March 2 (Bloomberg) -- Dubai, facing opposition to its takeover of terminals at six U.S. ports, said it's seeking approval for the acquisition of a U.K. engineering company with plants in the U.S. that make components for military aircraft.

U.S. authorities have begun a national security investigation into Dubai International Capital LLC's takeover of Doncasters Group Ltd., the Washington Post reported today, citing officials.

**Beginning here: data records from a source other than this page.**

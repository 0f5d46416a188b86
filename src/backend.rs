pub mod cpu;
mod kernel;
mod registry;

pub use kernel::{BufferArgs, BufferDesc, Kernel, KernelFn};
pub use registry::KernelRegistry;
use crate::{
    backend::{BufferArgs, Kernel},
    common::{DType, DTypeTensor, Element},
    error::{KernelError, LowerError},
    operation::{CellType, Operation, Rnn, RnnVariant},
};

/// Reference kernel for the fused recurrent cell.
///
/// Layouts, with `b = layer * D + direction` indexing a weight block:
/// - `src_layer` row `t * N + n`
/// - `weights_layer` rows `[b * C, (b + 1) * C)`, `weights_iter` rows
///   `[b * H, (b + 1) * H)`, gate `g` in columns `[g * H, (g + 1) * H)`
/// - `bias` element `b * G * H + g * H + j`
/// - hidden form state row `(b * S + s) * N + n`, cell state form row `b * N + n`
///
/// The second direction runs backwards in time and its hidden states are
/// written to the right half of the layer output.
pub fn build_rnn(op: &Rnn, args: &BufferArgs) -> Result<Kernel, LowerError> {
    args.check(op)?;

    let plan = RnnPlan::new(op, args)?;
    let dtype = op.dtype();
    let args = args.clone();

    Ok(Kernel::new(op.opname(), move |inputs, outputs| {
        args.check_tensors(inputs, outputs)?;

        match dtype {
            DType::F32 => plan.run::<f32>(inputs, outputs),
            DType::F64 => plan.run::<f64>(inputs, outputs),
            DType::I32 | DType::I64 => Err(KernelError::InvalidBuffers(format!("unsupported element type {dtype}"))),
        }
    }))
}

#[derive(Clone, Copy, Debug)]
struct RnnPlan {
    cell: CellType,
    variant: RnnVariant,
    timesteps: usize,
    batch: usize,
    channels: usize,
    hidden: usize,
    gates: usize,
    directions: usize,
    layers: usize,
    states: usize,
}

impl RnnPlan {
    fn new(op: &Rnn, args: &BufferArgs) -> Result<Self, LowerError> {
        let unsupported = |reason: String| LowerError::UnsupportedConfiguration { op: op.opname(), reason };

        let params = op.params();
        let cell = params.cell_type;

        if !args.is_contiguous() {
            return Err(unsupported("buffers must be contiguous".to_string()));
        }

        if !op.dtype().is_float() {
            return Err(unsupported(format!("element type {} is not a float", op.dtype())));
        }

        if params.num_gates_per_cell != cell.num_gates() {
            let reason = format!("{cell:?} cell has {} gates, got {}", cell.num_gates(), params.num_gates_per_cell);
            return Err(unsupported(reason));
        }

        if params.src_sequence_length != params.num_timesteps {
            let reason = format!(
                "src_sequence_length ({}) != num_timesteps ({})",
                params.src_sequence_length, params.num_timesteps
            );
            return Err(unsupported(reason));
        }

        if !matches!(params.direction, 1 | 2) {
            return Err(unsupported(format!("direction must be 1 or 2, got {}", params.direction)));
        }

        let hidden = op.src_iter_feature_size();
        if op.dst_iter_feature_size() != hidden || op.dst_layer_feature_size() != hidden {
            let reason = format!(
                "gate width ({}, {}) != hidden size ({hidden})",
                op.dst_layer_feature_size(),
                op.dst_iter_feature_size()
            );
            return Err(unsupported(reason));
        }

        let channels = op.src_layer_feature_size();
        if params.num_fused_layers > 1 && channels != params.direction * hidden {
            let expected = params.direction * hidden;
            let reason = format!("stacked layers need input width direction * hidden ({expected}), got {channels}");
            return Err(unsupported(reason));
        }

        let states = match op.variant() {
            RnnVariant::Hidden if params.num_cell_states != cell.num_states() => {
                let reason =
                    format!("{cell:?} cell carries {} states, got {}", cell.num_states(), params.num_cell_states);
                return Err(unsupported(reason));
            }
            RnnVariant::Hidden => params.num_cell_states,
            RnnVariant::WithCellState if cell != CellType::Lstm => {
                return Err(unsupported(format!("separate cell state input with {cell:?} cell")));
            }
            RnnVariant::WithCellState => 1,
        };

        let plan = Self {
            cell,
            variant: op.variant(),
            timesteps: params.num_timesteps,
            batch: op.batch_size(),
            channels,
            hidden,
            gates: params.num_gates_per_cell,
            directions: params.direction,
            layers: params.num_fused_layers,
            states,
        };

        let state_inputs = match plan.variant {
            RnnVariant::Hidden => 1..2,
            RnnVariant::WithCellState => 1..3,
        };

        for i in state_inputs {
            let found = op.inputs()[i].ty().size();
            if found != plan.state_size() {
                let reason = format!("state input {i} has {found} elements, expected {}", plan.state_size());
                return Err(unsupported(reason));
            }
        }

        Ok(plan)
    }

    fn blocks(&self) -> usize {
        self.directions * self.layers
    }

    fn state_size(&self) -> usize {
        self.states * self.blocks() * self.batch * self.hidden
    }

    /// Offsets of the hidden and cell state rows of block `b`, batch row `n`.
    fn state_rows(&self, b: usize, n: usize) -> (usize, usize) {
        let h = self.hidden;

        match self.variant {
            RnnVariant::Hidden => ((b * self.states * self.batch + n) * h, ((b * self.states + 1) * self.batch + n) * h),
            RnnVariant::WithCellState => ((b * self.batch + n) * h, (b * self.batch + n) * h),
        }
    }

    fn run<T: Activation>(&self, inputs: &[&DTypeTensor], outputs: &mut [&mut DTypeTensor]) -> Result<(), KernelError> {
        let get = |i: usize| {
            T::slice(inputs[i]).ok_or_else(|| KernelError::InvalidBuffers(format!("input {i} has unexpected type")))
        };

        let (offset, cell_state) = match self.variant {
            RnnVariant::Hidden => (0, None),
            RnnVariant::WithCellState => (1, Some(get(2)?)),
        };

        let src_layer = get(0)?;
        let src_iter = get(1)?;
        let weights = Weights {
            layer: get(2 + offset)?,
            iter: get(3 + offset)?,
            bias: get(4 + offset)?,
        };

        let (h, n_dirs) = (self.hidden, self.directions);
        let row = n_dirs * h;

        let mut layer_input = src_layer[..self.timesteps * self.batch * self.channels].to_vec();
        let mut width = self.channels;
        let mut layer_output = Vec::new();

        let mut dst_iter = vec![T::zero(); self.state_size()];
        let mut dst_iter_c = vec![T::zero(); cell_state.map_or(0, |_| self.state_size())];

        for l in 0..self.layers {
            layer_output = vec![T::zero(); self.timesteps * self.batch * row];

            for d in 0..n_dirs {
                let b = l * n_dirs + d;

                for n in 0..self.batch {
                    let (hrow, crow) = self.state_rows(b, n);

                    let mut state = src_iter[hrow..hrow + h].to_vec();
                    let mut cell = match (self.cell, cell_state) {
                        (CellType::Lstm, Some(c)) => c[crow..crow + h].to_vec(),
                        (CellType::Lstm, None) => src_iter[crow..crow + h].to_vec(),
                        _ => Vec::new(),
                    };

                    for step in 0..self.timesteps {
                        let t = if d == 0 { step } else { self.timesteps - 1 - step };
                        let x = &layer_input[(t * self.batch + n) * width..][..width];

                        self.step(&weights, b, width, x, &mut state, &mut cell);

                        layer_output[(t * self.batch + n) * row + d * h..][..h].copy_from_slice(&state);
                    }

                    dst_iter[hrow..hrow + h].copy_from_slice(&state);

                    if self.cell == CellType::Lstm {
                        match self.variant {
                            RnnVariant::Hidden => dst_iter[crow..crow + h].copy_from_slice(&cell),
                            RnnVariant::WithCellState => dst_iter_c[crow..crow + h].copy_from_slice(&cell),
                        }
                    }
                }
            }

            layer_input = layer_output.clone();
            width = row;
        }

        write::<T>(outputs, 0, &layer_output)?;
        write::<T>(outputs, 1, &dst_iter)?;

        if self.variant == RnnVariant::WithCellState {
            write::<T>(outputs, 2, &dst_iter_c)?;
        }

        Ok(())
    }

    /// Advances one batch row by one timestep.
    fn step<T: Activation>(&self, w: &Weights<T>, b: usize, width: usize, x: &[T], state: &mut [T], cell: &mut [T]) {
        let h = self.hidden;
        let gh = self.gates * h;

        // input and bias contribution of every gate column
        let mut xw = w.bias[b * gh..(b + 1) * gh].to_vec();
        for (k, &xk) in x.iter().enumerate() {
            let wrow = &w.layer[(b * width + k) * gh..][..gh];
            for (acc, &wv) in xw.iter_mut().zip(wrow) {
                *acc = acc.add(xk.mul(wv));
            }
        }

        let recurrent = |input: &[T], gate: usize| {
            let mut out = vec![T::zero(); h];
            for (k, &hk) in input.iter().enumerate() {
                let wrow = &w.iter[(b * h + k) * gh + gate * h..][..h];
                for (acc, &wv) in out.iter_mut().zip(wrow) {
                    *acc = acc.add(hk.mul(wv));
                }
            }
            out
        };

        let pre = |gate: usize, hu: &[T]| -> Vec<T> {
            xw[gate * h..(gate + 1) * h].iter().zip(hu).map(|(&a, &b)| a.add(b)).collect()
        };

        match self.cell {
            CellType::Rnn => {
                let a = pre(0, &recurrent(state, 0));
                for (s, a) in state.iter_mut().zip(a) {
                    *s = a.tanh();
                }
            }
            CellType::Lstm => {
                let i = pre(0, &recurrent(state, 0));
                let f = pre(1, &recurrent(state, 1));
                let c = pre(2, &recurrent(state, 2));
                let o = pre(3, &recurrent(state, 3));

                for j in 0..h {
                    cell[j] = f[j].sigmoid().mul(cell[j]).add(i[j].sigmoid().mul(c[j].tanh()));
                    state[j] = o[j].sigmoid().mul(cell[j].tanh());
                }
            }
            CellType::Gru => {
                let u = pre(0, &recurrent(state, 0));
                let r = pre(1, &recurrent(state, 1));

                let gated = state.iter().zip(&r).map(|(&s, &r)| r.sigmoid().mul(s)).collect::<Vec<_>>();
                let o = pre(2, &recurrent(&gated, 2));

                for j in 0..h {
                    let u = u[j].sigmoid();
                    state[j] = u.mul(state[j]).add(T::one().sub(u).mul(o[j].tanh()));
                }
            }
        }
    }
}

struct Weights<'a, T> {
    layer: &'a [T],
    iter: &'a [T],
    bias: &'a [T],
}

fn write<T: Element>(outputs: &mut [&mut DTypeTensor], index: usize, values: &[T]) -> Result<(), KernelError> {
    let dst = T::slice_mut(outputs[index])
        .ok_or_else(|| KernelError::InvalidBuffers(format!("output {index} has unexpected type")))?;

    dst[..values.len()].copy_from_slice(values);
    Ok(())
}

trait Activation: Element {
    fn sub(self, rhs: Self) -> Self;

    fn tanh(self) -> Self;

    fn sigmoid(self) -> Self;
}

impl Activation for f32 {
    fn sub(self, rhs: Self) -> Self {
        self - rhs
    }

    fn tanh(self) -> Self {
        f32::tanh(self)
    }

    fn sigmoid(self) -> Self {
        1.0 / (1.0 + (-self).exp())
    }
}

impl Activation for f64 {
    fn sub(self, rhs: Self) -> Self {
        self - rhs
    }

    fn tanh(self) -> Self {
        f64::tanh(self)
    }

    fn sigmoid(self) -> Self {
        1.0 / (1.0 + (-self).exp())
    }
}

#[cfg(test)]
mod tests;
#[cfg(test)]
mod tests {
    use rand::{rngs::StdRng, Rng, SeedableRng};

    use crate::graph::Graph;

    use super::*;

    fn input(graph: &mut Graph, shape: &[usize]) -> Output {
        graph.add_input(TType::new(shape, DType::F32))
    }

    fn lstm_inputs(graph: &mut Graph, bias: usize) -> RnnInputs {
        RnnInputs::Hidden {
            src_layer: input(graph, &[8, 16]),
            src_iter: input(graph, &[2, 8]),
            weights_layer: input(graph, &[16, 32]),
            weights_iter: input(graph, &[8, 32]),
            bias: input(graph, &[bias]),
        }
    }

    fn lstm_params() -> RnnParams {
        RnnParams::new(CellType::Lstm, 4).cell_states(1)
    }

    #[test]
    fn hidden_state_variant() -> Result<(), OperationError> {
        let mut graph = Graph::default();
        let rnn = Rnn::new(lstm_inputs(&mut graph, 32), lstm_params())?;

        assert_eq!(rnn.batch_size(), 2);
        assert_eq!(rnn.src_layer_feature_size(), 16);
        assert_eq!(rnn.src_iter_feature_size(), 8);
        assert_eq!(rnn.dst_layer_feature_size(), 8);
        assert_eq!(rnn.dst_iter_feature_size(), 8);
        assert_eq!(rnn.outputs(), &[TType::new([8usize, 8], DType::F32), TType::new([2usize, 8], DType::F32)]);

        Ok(())
    }

    #[test]
    fn cell_state_variant() -> Result<(), OperationError> {
        let mut graph = Graph::default();
        let inputs = RnnInputs::WithCellState {
            src_layer: input(&mut graph, &[8, 16]),
            src_iter: input(&mut graph, &[2, 8]),
            src_iter_c: input(&mut graph, &[2, 8]),
            weights_layer: input(&mut graph, &[16, 32]),
            weights_iter: input(&mut graph, &[8, 32]),
            bias: input(&mut graph, &[32]),
        };

        let rnn = Rnn::new(inputs, lstm_params())?;
        let outputs = rnn.outputs();

        assert_eq!(outputs.len(), RnnVariant::WithCellState.num_outputs());
        assert_eq!(outputs[0], TType::new([8usize, 8], DType::F32));
        assert_eq!(outputs[1], outputs[2]);
        assert_eq!(outputs[1], TType::new([2usize, 8], DType::F32));

        Ok(())
    }

    #[test]
    fn stacked_bidirectional_shapes() -> Result<(), OperationError> {
        let mut graph = Graph::default();
        let inputs = RnnInputs::Hidden {
            src_layer: input(&mut graph, &[6, 2]),
            src_iter: input(&mut graph, &[8, 4]),
            weights_layer: input(&mut graph, &[8, 4]),
            weights_iter: input(&mut graph, &[16, 4]),
            bias: input(&mut graph, &[16]),
        };

        let params = RnnParams::new(CellType::Rnn, 3).direction(2).fused_layers(2);
        let rnn = Rnn::new(inputs, params)?;

        assert_eq!(rnn.batch_size(), 2);
        assert_eq!(rnn.outputs(), &[TType::new([6usize, 8], DType::F32), TType::new([8usize, 4], DType::F32)]);

        Ok(())
    }

    #[test]
    fn bias_breaking_division() {
        let mut graph = Graph::default();

        for bias in [33, 64] {
            let err = Rnn::new(lstm_inputs(&mut graph, bias), lstm_params());
            assert!(matches!(err, Err(OperationError::ShapeMismatch { .. })), "{err:?}");
        }
    }

    #[test]
    fn inexact_divisions() {
        let mut graph = Graph::default();

        // 9 rows cannot be split over 4 timesteps
        let inputs = RnnInputs::Hidden {
            src_layer: input(&mut graph, &[9, 16]),
            src_iter: input(&mut graph, &[2, 8]),
            weights_layer: input(&mut graph, &[16, 32]),
            weights_iter: input(&mut graph, &[8, 32]),
            bias: input(&mut graph, &[32]),
        };
        assert!(matches!(Rnn::new(inputs, lstm_params()), Err(OperationError::ShapeMismatch { .. })));

        let params = RnnParams { num_gates_per_cell: 3, ..lstm_params() };
        assert!(matches!(Rnn::new(lstm_inputs(&mut graph, 32), params), Err(OperationError::ShapeMismatch { .. })));

        let params = lstm_params().direction(0);
        assert!(matches!(Rnn::new(lstm_inputs(&mut graph, 32), params), Err(OperationError::ShapeMismatch { .. })));

        let params = RnnParams { src_sequence_length: 3, ..lstm_params() };
        assert!(matches!(Rnn::new(lstm_inputs(&mut graph, 32), params), Err(OperationError::ShapeMismatch { .. })));
    }

    #[test]
    fn rank_checks() {
        let mut graph = Graph::default();
        let inputs = RnnInputs::Hidden {
            src_layer: input(&mut graph, &[8, 16]),
            src_iter: input(&mut graph, &[2, 8]),
            weights_layer: input(&mut graph, &[16, 32, 1]),
            weights_iter: input(&mut graph, &[8, 32]),
            bias: input(&mut graph, &[32]),
        };

        assert!(matches!(Rnn::new(inputs, lstm_params()), Err(OperationError::ShapeMismatch { .. })));
    }

    #[test]
    fn heterogeneous_element_types() {
        let mut graph = Graph::default();
        let inputs = RnnInputs::Hidden {
            src_layer: input(&mut graph, &[8, 16]),
            src_iter: input(&mut graph, &[2, 8]),
            weights_layer: input(&mut graph, &[16, 32]),
            weights_iter: input(&mut graph, &[8, 32]),
            bias: graph.add_input(TType::new([32usize], DType::F64)),
        };

        let err = Rnn::new(inputs, lstm_params());
        let expected =
            OperationError::TypeMismatch { op: "rnn".to_string(), input: 4, expected: DType::F32, found: DType::F64 };
        assert_eq!(err, Err(expected));
    }

    #[test]
    fn recreate_dispatches_on_arity() -> Result<(), OperationError> {
        let mut graph = Graph::default();
        let rnn = Rnn::new(lstm_inputs(&mut graph, 32), lstm_params())?;

        let same = rnn.recreate_with_new_inputs(&lstm_inputs(&mut graph, 32).into_vec())?;
        assert_eq!(same.outputs(), rnn.outputs());

        let mut six = lstm_inputs(&mut graph, 32).into_vec();
        six.insert(2, input(&mut graph, &[2, 8]));
        let with_cell = rnn.recreate_with_new_inputs(&six)?;
        assert_eq!(with_cell.outputs().len(), 3);
        assert_eq!(with_cell.downcast::<Rnn>().map(Rnn::variant), Some(RnnVariant::WithCellState));

        let four = &six[..4];
        let err = rnn.recreate_with_new_inputs(four);
        assert!(matches!(err, Err(OperationError::ArityMismatch { actual: 4, .. })));

        Ok(())
    }

    #[test]
    fn overflowing_parameters() {
        let mut graph = Graph::default();

        let params = [
            lstm_params().direction(usize::MAX).fused_layers(2),
            RnnParams { src_sequence_length: usize::MAX, ..lstm_params() },
            lstm_params().cell_states(usize::MAX),
        ];

        for params in params {
            let err = Rnn::new(lstm_inputs(&mut graph, 32), params);
            assert!(matches!(err, Err(OperationError::ShapeMismatch { .. })), "{params:?}: {err:?}");
        }

        let inputs = RnnInputs::Hidden {
            src_layer: input(&mut graph, &[8, usize::MAX]),
            src_iter: input(&mut graph, &[2, 8]),
            weights_layer: input(&mut graph, &[16, 32]),
            weights_iter: input(&mut graph, &[8, 32]),
            bias: input(&mut graph, &[32]),
        };
        assert!(matches!(Rnn::new(inputs, lstm_params()), Err(OperationError::ShapeMismatch { .. })));
    }

    /// Extents of a well formed node, `[T, N, C, H, G, D, L, S]`.
    #[derive(Clone, Copy, Debug)]
    struct Extents([usize; 8]);

    impl Extents {
        fn random(rng: &mut StdRng) -> Self {
            let mut extent = |hi: usize| rng.gen_range(1..hi);
            Self([extent(5), extent(5), extent(5), extent(5), extent(5), extent(3), extent(3), extent(3)])
        }

        fn params(&self) -> RnnParams {
            let [t, _, _, _, g, d, l, s] = self.0;
            RnnParams { num_gates_per_cell: g, ..RnnParams::new(CellType::Rnn, t) }
                .direction(d)
                .fused_layers(l)
                .cell_states(s)
        }

        /// `src_layer`, `src_iter`, `weights_layer`, `weights_iter`, `bias`.
        fn shapes(&self) -> [Vec<usize>; 5] {
            let [t, n, c, h, g, d, l, s] = self.0;
            let blocks = d * l;
            [vec![t * n, c], vec![s * blocks * n, h], vec![blocks * c, g * h], vec![blocks * h, g * h], vec![blocks * g * h]]
        }

        fn inputs(&self, graph: &mut Graph, shapes: &[Vec<usize>; 5], with_cell: bool) -> RnnInputs {
            let [src_layer, src_iter, weights_layer, weights_iter, bias] = shapes.clone().map(|x| input(graph, &x));

            if with_cell {
                let [_, n, _, h, _, d, l, _] = self.0;
                let src_iter_c = input(graph, &[d * l * n, h]);
                RnnInputs::WithCellState { src_layer, src_iter, src_iter_c, weights_layer, weights_iter, bias }
            } else {
                RnnInputs::Hidden { src_layer, src_iter, weights_layer, weights_iter, bias }
            }
        }
    }

    fn random_check(rng: &mut StdRng, graph: &mut Graph) {
        let extents = Extents::random(rng);
        let [t, n, c, h, _, d, l, s] = extents.0;
        let shapes = extents.shapes();
        let ty = |dims: [usize; 2]| TType::new(dims, DType::F32);

        let rnn = Rnn::new(extents.inputs(graph, &shapes, false), extents.params()).unwrap();
        assert_eq!((rnn.batch_size(), rnn.src_layer_feature_size()), (n, c), "{extents:?}");
        assert_eq!((rnn.src_iter_feature_size(), rnn.dst_layer_feature_size(), rnn.dst_iter_feature_size()), (h, h, h));
        assert_eq!(rnn.outputs(), &[ty([t * n, d * h]), ty([s * d * l * n, h])], "{extents:?}");

        let rnn = Rnn::new(extents.inputs(graph, &shapes, true), extents.params()).unwrap();
        assert_eq!(rnn.outputs(), &[ty([t * n, d * h]), ty([d * l * n, h]), ty([d * l * n, h])], "{extents:?}");

        // (input, axis) pairs where one extra element always breaks a relation
        let mut breaking = vec![(0, 1), (2, 0), (2, 1), (3, 1), (4, 0)];
        if t > 1 {
            breaking.push((0, 0));
        }
        if d * l > 1 {
            breaking.push((3, 0));
        }

        let (i, axis) = breaking[rng.gen_range(0..breaking.len())];
        let mut perturbed = shapes.clone();
        perturbed[i][axis] += 1;

        let err = Rnn::new(extents.inputs(graph, &perturbed, rng.gen_bool(0.5)), extents.params());
        assert!(matches!(err, Err(OperationError::ShapeMismatch { .. })), "{extents:?}, input {i} axis {axis}: {err:?}");

        let params = RnnParams { src_sequence_length: t + 1, ..extents.params() };
        let err = Rnn::new(extents.inputs(graph, &shapes, false), params);
        assert!(matches!(err, Err(OperationError::ShapeMismatch { .. })), "{extents:?}: {err:?}");
    }

    #[test]
    fn randomised_extents() {
        let mut rng = StdRng::seed_from_u64(0x7272);
        let mut graph = Graph::default();

        for _ in 0..256 {
            random_check(&mut rng, &mut graph);
        }
    }

    #[test]
    fn inexact_gate_split_of_layer_weights() {
        let mut graph = Graph::default();
        let inputs = RnnInputs::Hidden {
            src_layer: input(&mut graph, &[8, 16]),
            src_iter: input(&mut graph, &[2, 8]),
            weights_layer: input(&mut graph, &[16, 33]),
            weights_iter: input(&mut graph, &[8, 32]),
            bias: input(&mut graph, &[32]),
        };

        match Rnn::new(inputs, lstm_params()) {
            Err(OperationError::ShapeMismatch { relation, .. }) => assert!(relation.starts_with("weights_layer[1]")),
            other => panic!("expected a shape mismatch, got {other:?}"),
        }
    }
}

Doncasters has plants in Rincon, Georgia; Groton, Connecticut, and other U.S. locations that make parts for planes and helicopters.

Dubai International, a private equity company controlled by the emirate's ruling al-Maktoum family, is ``pursuing all appropriate U.S. regulatory approvals'' for the $1.2 billion acquisition of Melbourne, England-based Doncasters, a spokeswoman for Dubai International said.

Dubai's $6.8 billion takeover of London-based Peninsular & Oriental Steam Navigation Co. has drawn criticism from U.S. lawmakers amid concern that giving control of some port facilities to DP world will threaten national security. Dubai is one of seven sheikdoms that make up the United Arab Emirates, where two of the hijackers involved in the Sept. 11, 2001, attacks came from.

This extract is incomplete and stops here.